**Work request**. In how many lines of the records does "cloned" appear? Answer with one number.

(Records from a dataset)
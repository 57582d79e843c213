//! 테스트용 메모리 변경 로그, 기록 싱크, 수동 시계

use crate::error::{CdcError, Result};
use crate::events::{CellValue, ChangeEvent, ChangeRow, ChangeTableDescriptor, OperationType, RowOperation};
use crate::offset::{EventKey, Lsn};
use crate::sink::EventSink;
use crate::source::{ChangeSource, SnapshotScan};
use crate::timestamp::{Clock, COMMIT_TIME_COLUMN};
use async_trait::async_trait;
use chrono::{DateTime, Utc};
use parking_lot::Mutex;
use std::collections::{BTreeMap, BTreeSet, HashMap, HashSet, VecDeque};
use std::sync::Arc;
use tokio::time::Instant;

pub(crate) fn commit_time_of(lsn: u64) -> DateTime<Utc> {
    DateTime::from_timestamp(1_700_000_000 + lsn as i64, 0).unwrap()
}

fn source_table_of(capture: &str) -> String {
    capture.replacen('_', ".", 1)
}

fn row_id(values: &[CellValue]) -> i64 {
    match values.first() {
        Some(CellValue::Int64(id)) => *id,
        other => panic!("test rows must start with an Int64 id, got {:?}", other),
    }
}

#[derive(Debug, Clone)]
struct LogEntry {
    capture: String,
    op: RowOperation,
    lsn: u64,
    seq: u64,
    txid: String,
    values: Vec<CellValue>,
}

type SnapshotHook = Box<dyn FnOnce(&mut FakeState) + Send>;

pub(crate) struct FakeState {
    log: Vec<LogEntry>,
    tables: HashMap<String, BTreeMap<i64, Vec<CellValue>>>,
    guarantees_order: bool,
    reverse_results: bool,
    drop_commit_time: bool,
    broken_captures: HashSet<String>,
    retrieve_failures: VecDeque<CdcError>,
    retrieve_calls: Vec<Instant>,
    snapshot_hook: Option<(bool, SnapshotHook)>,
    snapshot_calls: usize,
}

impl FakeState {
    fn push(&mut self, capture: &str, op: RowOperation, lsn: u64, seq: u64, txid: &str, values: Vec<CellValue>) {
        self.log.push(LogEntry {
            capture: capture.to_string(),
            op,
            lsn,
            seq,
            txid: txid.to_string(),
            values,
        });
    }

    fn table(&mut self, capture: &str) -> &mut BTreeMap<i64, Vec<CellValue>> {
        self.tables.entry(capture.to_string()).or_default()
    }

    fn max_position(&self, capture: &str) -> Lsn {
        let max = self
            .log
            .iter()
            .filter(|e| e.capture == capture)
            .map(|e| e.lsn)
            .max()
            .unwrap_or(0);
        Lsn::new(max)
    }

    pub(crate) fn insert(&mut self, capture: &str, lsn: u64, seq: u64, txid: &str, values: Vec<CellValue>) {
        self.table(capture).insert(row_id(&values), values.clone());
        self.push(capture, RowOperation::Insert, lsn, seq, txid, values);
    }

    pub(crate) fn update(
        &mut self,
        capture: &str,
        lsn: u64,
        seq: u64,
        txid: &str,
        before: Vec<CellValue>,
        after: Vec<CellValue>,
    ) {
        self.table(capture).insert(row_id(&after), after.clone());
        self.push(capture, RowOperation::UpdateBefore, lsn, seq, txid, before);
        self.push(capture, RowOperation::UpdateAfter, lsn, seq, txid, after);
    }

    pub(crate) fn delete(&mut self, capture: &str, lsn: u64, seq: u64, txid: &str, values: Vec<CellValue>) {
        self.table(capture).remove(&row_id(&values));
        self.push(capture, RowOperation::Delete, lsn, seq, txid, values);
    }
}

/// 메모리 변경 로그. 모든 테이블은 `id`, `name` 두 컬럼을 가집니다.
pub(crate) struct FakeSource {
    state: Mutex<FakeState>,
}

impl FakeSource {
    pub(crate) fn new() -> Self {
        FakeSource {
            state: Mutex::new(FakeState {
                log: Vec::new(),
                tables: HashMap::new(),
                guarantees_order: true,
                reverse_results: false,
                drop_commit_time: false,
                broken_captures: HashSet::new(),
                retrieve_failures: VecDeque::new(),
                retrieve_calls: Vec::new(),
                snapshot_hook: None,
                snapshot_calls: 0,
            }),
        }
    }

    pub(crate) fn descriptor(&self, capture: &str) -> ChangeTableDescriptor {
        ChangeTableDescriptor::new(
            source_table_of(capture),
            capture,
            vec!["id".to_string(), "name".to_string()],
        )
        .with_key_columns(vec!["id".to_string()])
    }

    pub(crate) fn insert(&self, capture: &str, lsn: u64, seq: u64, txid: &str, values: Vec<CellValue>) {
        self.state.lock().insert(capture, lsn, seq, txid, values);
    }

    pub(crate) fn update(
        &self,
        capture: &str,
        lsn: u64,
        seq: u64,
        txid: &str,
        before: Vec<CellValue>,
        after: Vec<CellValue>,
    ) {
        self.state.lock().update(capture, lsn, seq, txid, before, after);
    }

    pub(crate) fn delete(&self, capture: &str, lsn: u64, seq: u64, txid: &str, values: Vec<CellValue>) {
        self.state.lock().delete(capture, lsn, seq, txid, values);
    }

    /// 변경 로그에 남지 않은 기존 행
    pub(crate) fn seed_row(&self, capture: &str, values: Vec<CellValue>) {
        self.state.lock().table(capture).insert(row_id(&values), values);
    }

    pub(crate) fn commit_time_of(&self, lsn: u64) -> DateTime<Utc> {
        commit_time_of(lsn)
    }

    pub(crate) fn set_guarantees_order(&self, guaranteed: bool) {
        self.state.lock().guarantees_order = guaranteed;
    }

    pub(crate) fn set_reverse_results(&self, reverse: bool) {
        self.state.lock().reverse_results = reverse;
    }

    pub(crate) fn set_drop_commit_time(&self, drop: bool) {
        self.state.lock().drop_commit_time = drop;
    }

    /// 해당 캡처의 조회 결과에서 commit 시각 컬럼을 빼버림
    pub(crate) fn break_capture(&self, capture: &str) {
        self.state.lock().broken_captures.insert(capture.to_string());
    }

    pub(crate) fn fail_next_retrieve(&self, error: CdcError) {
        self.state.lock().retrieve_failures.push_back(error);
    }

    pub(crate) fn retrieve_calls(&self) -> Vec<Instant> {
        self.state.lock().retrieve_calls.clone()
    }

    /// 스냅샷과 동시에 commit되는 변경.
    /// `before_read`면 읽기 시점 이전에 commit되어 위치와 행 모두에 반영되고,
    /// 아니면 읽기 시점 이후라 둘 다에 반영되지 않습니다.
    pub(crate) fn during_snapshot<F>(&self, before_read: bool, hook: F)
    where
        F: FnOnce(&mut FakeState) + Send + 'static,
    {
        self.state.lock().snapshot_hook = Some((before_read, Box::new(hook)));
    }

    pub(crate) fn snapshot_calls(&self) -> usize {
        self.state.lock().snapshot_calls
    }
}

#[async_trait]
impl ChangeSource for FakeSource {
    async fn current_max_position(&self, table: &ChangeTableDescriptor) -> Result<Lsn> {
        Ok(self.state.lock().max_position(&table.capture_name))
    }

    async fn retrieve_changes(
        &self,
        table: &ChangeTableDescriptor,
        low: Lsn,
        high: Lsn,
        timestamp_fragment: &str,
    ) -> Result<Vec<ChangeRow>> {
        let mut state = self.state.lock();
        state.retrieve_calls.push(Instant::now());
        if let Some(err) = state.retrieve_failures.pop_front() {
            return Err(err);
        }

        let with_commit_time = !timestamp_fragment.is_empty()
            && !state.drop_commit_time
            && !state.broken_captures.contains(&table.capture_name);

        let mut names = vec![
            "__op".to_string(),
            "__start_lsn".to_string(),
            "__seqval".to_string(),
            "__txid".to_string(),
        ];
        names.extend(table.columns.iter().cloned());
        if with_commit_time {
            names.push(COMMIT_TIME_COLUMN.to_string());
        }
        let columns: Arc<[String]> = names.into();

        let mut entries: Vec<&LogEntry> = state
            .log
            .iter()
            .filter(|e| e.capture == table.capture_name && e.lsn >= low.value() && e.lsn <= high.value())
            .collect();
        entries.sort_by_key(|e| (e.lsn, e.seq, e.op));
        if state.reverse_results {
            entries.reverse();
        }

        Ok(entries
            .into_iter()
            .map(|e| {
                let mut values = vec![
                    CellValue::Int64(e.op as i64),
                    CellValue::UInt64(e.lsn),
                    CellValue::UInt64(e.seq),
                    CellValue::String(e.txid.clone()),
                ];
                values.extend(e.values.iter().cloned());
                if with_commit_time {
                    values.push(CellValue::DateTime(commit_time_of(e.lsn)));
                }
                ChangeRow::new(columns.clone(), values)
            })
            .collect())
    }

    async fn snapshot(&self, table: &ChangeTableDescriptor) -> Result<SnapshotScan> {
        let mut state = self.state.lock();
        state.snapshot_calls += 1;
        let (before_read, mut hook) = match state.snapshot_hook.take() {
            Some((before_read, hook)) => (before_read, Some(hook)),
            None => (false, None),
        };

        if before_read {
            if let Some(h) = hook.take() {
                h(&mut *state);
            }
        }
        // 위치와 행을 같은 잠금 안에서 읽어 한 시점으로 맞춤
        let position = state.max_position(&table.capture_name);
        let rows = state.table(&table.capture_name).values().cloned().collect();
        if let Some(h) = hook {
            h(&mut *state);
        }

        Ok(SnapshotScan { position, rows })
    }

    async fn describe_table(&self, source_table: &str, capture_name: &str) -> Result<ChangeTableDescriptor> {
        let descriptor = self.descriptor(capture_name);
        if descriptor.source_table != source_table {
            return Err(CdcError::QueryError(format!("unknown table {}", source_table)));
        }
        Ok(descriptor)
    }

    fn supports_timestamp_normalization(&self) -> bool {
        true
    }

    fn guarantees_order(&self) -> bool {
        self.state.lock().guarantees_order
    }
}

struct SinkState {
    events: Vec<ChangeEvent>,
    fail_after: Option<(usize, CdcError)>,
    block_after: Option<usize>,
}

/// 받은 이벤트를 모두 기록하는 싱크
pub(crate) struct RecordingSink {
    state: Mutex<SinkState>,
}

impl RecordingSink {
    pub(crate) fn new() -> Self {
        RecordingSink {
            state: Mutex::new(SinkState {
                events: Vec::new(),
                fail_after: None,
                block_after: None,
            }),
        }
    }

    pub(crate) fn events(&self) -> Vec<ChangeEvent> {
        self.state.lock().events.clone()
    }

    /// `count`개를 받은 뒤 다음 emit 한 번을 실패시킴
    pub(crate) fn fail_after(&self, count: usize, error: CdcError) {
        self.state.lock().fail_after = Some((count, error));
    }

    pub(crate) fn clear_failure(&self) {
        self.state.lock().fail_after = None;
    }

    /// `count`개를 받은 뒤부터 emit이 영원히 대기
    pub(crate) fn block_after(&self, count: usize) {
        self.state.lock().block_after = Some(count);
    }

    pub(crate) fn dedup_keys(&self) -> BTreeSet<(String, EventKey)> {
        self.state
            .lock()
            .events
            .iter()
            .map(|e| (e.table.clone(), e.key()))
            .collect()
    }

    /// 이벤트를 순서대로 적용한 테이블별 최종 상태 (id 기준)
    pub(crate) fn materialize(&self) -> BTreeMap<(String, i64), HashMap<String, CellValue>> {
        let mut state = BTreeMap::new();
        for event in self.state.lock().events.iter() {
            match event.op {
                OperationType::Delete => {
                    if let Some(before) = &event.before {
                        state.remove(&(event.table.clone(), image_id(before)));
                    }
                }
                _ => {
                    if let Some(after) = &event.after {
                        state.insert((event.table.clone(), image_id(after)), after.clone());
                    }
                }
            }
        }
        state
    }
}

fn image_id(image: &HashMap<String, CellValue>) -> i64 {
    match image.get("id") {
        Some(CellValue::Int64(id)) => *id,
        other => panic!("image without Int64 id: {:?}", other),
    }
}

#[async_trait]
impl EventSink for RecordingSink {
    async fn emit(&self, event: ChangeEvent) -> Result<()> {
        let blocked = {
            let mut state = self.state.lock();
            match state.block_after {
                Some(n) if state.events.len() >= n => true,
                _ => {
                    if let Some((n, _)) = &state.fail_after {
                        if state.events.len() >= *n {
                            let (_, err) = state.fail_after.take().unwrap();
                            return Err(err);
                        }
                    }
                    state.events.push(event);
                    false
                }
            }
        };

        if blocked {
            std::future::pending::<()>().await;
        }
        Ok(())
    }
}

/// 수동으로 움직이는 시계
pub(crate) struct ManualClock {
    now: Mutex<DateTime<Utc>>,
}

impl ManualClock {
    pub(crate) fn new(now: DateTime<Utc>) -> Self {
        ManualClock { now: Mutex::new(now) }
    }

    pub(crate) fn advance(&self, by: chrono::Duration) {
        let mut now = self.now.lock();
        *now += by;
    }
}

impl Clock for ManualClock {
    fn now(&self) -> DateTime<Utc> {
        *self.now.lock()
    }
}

**Exercise solution**. 3